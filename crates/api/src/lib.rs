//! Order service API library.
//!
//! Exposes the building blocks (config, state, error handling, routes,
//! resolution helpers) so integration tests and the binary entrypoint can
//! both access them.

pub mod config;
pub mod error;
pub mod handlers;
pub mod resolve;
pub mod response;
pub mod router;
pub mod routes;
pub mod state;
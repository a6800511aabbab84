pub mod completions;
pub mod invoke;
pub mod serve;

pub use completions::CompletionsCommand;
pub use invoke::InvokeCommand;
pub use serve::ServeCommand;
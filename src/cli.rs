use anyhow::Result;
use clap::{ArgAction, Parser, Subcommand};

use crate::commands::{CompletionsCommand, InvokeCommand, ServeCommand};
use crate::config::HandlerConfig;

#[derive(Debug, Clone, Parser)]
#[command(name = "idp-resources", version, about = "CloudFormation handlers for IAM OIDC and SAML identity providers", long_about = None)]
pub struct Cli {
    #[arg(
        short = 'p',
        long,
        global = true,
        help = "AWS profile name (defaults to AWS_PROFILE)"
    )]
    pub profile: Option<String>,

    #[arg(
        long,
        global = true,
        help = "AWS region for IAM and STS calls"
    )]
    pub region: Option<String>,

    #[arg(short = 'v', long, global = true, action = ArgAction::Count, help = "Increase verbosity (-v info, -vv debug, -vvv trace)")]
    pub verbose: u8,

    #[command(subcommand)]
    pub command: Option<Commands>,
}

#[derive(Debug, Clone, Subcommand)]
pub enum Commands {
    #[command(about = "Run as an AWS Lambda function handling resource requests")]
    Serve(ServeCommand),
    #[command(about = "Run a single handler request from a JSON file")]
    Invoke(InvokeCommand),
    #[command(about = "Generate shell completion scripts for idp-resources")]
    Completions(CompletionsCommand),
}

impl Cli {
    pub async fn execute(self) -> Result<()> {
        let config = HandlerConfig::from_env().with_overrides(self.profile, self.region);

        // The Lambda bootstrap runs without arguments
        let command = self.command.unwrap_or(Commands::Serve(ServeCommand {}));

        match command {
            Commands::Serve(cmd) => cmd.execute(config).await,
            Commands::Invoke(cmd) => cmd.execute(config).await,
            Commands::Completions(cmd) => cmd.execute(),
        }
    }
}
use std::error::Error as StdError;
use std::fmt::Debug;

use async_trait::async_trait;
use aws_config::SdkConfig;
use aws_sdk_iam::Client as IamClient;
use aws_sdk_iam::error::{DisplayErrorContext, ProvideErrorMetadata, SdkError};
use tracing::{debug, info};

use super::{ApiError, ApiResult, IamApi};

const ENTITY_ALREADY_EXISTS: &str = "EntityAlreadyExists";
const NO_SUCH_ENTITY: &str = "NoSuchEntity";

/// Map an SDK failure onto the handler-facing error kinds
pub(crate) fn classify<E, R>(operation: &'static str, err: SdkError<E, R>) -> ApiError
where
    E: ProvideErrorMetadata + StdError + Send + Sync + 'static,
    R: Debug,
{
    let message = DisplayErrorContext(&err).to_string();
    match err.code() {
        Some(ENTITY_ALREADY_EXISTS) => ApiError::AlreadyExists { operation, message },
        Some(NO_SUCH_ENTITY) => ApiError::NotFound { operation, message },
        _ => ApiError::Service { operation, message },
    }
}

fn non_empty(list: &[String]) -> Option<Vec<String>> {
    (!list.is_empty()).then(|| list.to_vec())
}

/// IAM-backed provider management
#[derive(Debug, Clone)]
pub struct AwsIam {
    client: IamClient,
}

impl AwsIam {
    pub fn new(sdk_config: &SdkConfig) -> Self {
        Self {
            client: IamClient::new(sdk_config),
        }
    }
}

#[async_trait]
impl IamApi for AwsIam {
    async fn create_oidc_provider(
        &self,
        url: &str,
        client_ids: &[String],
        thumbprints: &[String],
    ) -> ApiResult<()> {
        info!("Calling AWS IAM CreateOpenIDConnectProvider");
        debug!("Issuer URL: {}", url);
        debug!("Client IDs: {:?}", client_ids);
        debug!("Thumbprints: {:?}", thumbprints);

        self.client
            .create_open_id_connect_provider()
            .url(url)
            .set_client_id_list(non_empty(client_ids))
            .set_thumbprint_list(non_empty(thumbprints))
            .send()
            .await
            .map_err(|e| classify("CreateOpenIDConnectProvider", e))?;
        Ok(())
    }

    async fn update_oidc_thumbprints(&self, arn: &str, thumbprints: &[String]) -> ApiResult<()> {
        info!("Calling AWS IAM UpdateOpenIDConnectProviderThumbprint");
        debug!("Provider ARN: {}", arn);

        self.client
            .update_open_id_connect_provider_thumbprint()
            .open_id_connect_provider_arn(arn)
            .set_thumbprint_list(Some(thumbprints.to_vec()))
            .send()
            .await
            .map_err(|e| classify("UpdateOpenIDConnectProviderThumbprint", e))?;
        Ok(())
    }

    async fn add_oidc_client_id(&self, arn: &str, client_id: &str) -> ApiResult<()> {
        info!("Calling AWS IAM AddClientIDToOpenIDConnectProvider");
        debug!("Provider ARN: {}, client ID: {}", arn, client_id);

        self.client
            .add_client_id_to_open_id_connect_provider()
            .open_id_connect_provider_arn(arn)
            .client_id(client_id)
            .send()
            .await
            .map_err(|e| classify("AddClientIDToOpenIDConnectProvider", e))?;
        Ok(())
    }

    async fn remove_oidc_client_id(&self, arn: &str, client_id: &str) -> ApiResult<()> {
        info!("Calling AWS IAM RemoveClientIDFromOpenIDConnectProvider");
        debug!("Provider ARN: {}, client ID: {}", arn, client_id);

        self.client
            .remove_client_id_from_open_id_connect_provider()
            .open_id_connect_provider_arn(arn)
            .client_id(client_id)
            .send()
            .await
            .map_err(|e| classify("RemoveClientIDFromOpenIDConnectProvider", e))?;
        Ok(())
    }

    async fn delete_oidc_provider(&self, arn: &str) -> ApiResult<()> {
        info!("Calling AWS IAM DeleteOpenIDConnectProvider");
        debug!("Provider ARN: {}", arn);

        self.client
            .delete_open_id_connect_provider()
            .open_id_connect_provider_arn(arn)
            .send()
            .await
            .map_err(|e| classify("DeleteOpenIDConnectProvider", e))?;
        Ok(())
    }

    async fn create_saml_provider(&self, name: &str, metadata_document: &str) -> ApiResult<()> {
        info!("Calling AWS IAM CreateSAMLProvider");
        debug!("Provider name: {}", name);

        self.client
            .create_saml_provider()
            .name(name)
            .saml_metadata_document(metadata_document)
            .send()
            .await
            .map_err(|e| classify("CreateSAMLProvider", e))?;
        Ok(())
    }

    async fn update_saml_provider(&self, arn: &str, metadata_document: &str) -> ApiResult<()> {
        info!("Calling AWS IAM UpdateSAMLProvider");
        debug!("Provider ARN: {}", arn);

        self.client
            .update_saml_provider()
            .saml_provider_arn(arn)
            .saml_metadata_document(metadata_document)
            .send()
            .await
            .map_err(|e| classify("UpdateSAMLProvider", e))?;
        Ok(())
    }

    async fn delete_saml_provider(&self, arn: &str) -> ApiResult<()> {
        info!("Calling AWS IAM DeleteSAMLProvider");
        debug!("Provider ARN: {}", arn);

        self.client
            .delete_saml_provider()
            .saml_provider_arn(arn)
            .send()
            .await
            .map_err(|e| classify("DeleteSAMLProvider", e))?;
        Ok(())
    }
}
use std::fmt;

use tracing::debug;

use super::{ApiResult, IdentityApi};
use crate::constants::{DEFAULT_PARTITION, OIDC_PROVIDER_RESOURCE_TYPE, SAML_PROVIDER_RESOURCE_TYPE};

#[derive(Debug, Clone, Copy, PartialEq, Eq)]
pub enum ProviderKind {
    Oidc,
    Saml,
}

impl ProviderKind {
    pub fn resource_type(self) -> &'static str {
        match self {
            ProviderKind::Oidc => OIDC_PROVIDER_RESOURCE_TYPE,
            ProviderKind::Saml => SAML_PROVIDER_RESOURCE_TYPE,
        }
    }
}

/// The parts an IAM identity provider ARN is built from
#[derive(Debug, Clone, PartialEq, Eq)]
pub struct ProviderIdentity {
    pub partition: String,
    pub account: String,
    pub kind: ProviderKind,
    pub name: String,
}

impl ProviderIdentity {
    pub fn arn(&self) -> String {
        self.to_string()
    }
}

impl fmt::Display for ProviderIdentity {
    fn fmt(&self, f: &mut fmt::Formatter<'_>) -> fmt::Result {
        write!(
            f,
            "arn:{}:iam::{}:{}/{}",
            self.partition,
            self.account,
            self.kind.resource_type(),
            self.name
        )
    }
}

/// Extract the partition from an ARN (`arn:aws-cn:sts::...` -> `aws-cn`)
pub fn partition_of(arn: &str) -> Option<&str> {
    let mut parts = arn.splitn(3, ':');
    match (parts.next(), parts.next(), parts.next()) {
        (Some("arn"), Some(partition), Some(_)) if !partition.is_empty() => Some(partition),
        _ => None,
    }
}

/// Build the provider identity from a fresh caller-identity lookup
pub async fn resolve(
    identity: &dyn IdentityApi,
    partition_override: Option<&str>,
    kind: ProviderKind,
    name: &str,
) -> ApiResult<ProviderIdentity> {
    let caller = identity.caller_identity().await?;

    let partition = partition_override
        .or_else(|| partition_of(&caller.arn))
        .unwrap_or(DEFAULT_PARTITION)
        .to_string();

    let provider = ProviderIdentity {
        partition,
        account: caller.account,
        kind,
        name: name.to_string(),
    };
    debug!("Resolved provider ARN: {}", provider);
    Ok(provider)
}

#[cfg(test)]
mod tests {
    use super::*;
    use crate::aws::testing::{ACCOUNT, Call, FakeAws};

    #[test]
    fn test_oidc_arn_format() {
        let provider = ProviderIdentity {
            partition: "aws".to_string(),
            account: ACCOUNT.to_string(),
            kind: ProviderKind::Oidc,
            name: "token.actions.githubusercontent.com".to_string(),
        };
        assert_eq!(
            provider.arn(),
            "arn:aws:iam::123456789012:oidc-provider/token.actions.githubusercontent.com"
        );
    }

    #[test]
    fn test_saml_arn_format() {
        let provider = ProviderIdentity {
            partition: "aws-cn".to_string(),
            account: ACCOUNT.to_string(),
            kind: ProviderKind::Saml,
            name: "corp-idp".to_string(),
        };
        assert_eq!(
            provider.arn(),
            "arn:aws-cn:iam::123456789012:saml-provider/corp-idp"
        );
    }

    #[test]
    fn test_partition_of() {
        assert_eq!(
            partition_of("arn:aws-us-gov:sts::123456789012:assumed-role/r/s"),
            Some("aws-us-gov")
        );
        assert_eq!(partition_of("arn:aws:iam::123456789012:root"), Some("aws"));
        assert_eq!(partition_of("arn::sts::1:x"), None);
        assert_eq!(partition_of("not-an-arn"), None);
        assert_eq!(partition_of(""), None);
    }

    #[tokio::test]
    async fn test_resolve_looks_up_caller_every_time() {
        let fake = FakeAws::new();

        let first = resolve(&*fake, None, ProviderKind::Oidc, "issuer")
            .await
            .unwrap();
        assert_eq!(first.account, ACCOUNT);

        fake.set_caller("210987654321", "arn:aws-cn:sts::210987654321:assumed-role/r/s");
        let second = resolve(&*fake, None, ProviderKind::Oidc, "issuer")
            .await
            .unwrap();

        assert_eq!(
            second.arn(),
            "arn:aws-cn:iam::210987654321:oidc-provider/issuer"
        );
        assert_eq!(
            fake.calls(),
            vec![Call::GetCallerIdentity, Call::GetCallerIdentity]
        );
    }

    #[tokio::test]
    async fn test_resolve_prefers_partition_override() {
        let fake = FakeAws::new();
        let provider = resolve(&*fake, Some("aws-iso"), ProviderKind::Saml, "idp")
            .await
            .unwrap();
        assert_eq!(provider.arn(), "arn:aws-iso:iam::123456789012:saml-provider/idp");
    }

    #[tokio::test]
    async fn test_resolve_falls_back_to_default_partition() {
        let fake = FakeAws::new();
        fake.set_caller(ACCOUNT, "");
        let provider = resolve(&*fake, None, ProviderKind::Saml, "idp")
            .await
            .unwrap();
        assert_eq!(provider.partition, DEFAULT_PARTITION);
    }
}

┄┄┄┄┄┄┄┄┄┄┄┄┄┄┄┄┄┄┄┄

**TASK DETAILS**
Each line of the records with the word "actions" in it is to be copied.

**YOUR RESPONSE**
            name: "token.actions.githubusercontent.com".to_string(),
            "arn:aws:iam::123456789012:oidc-provider/token.actions.githubusercontent.com"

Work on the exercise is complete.